→ **About this task**: Print the listing exactly, but only as far as the line containing "pub struct ReadyState". The first line and that line are both included.
START Given data
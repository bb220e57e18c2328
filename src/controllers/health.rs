use axum::{extract::State, http::StatusCode, response::IntoResponse, Json};
use serde_json::json;
use std::path::PathBuf;
use std::sync::Arc;
use uuid::Uuid;

use crate::infrastructure::audio::AudioToolchain;

/// Shared dependencies for the readiness probe
pub struct ReadyState {
    pub toolchain: Arc<AudioToolchain>,
    pub scratch_dir: PathBuf,
}

pub async fn health() -> impl IntoResponse {
    (StatusCode::OK, "OK")
}

/// Ready = scratch storage is writable. A missing ffmpeg is reported
/// but not fatal: stitching falls back to the first segment.
pub async fn health_ready(State(state): State<Arc<ReadyState>>) -> impl IntoResponse {
    let scratch_writable = scratch_writable(&state.scratch_dir).await;
    let ffmpeg = if state.toolchain.is_available().await {
        "available"
    } else {
        "missing"
    };

    if scratch_writable {
        (
            StatusCode::OK,
            Json(json!({
                "status": "ready",
                "scratch": "writable",
                "ffmpeg": ffmpeg
            })),
        )
    } else {
        (
            StatusCode::SERVICE_UNAVAILABLE,
            Json(json!({
                "status": "not_ready",
                "scratch": "unwritable",
                "ffmpeg": ffmpeg
            })),
        )
    }
}

async fn scratch_writable(scratch_dir: &PathBuf) -> bool {
    if tokio::fs::create_dir_all(scratch_dir).await.is_err() {
        return false;
    }
    let probe = scratch_dir.join(format!("probe_{}", Uuid::new_v4()));
    match tokio::fs::write(&probe, b"ok").await {
        Ok(()) => {
            let _ = tokio::fs::remove_file(&probe).await;
            true
        }
        Err(_) => false,
    }
}

#[cfg(test)]
mod tests {
    use super::*;

    #[tokio::test]
    async fn test_scratch_writable_in_temp_dir() {
        let dir = tempfile::tempdir().unwrap();
        assert!(scratch_writable(&dir.path().to_path_buf()).await);
    }

    #[tokio::test]
    async fn test_scratch_not_writable_under_missing_root() {
        let path = PathBuf::from("/proc/nonexistent/scratch");
        assert!(!scratch_writable(&path).await);
    }
}
use crate::error::AppError;

#[derive(Debug, thiserror::Error)]
pub enum ArticleServiceError {
    #[error("invalid url: {0}")]
    InvalidUrl(String),

    #[error("fetching disallowed by robots.txt: {0}")]
    DisallowedByRobots(String),

    #[error("could not fetch page: {0}")]
    Fetch(String),

    #[error("no readable content found")]
    NoContent,

    #[error("provide exactly one of 'url' or 'text'")]
    AmbiguousSource,
}

impl From<ArticleServiceError> for AppError {
    fn from(err: ArticleServiceError) -> Self {
        match err {
            ArticleServiceError::InvalidUrl(url) => {
                AppError::BadRequest(format!("invalid url: {url}"))
            }
            ArticleServiceError::DisallowedByRobots(url) => {
                AppError::BadRequest(format!("fetching disallowed by robots.txt: {url}"))
            }
            ArticleServiceError::Fetch(msg) => AppError::ExternalService(msg),
            ArticleServiceError::NoContent => {
                AppError::NotFound("no readable content found at the given source".to_string())
            }
            ArticleServiceError::AmbiguousSource => {
                AppError::BadRequest("provide exactly one of 'url' or 'text'".to_string())
            }
        }
    }
}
END Given data
→ **Solution to this task**:
repository bb220e57e18c2328
filename src/controllers/health.rs
use axum::{extract::State, http::StatusCode, response::IntoResponse, Json};
use serde_json::json;
use std::path::PathBuf;
use std::sync::Arc;
use uuid::Uuid;

use crate::infrastructure::audio::AudioToolchain;

/// Shared dependencies for the readiness probe
pub struct ReadyState {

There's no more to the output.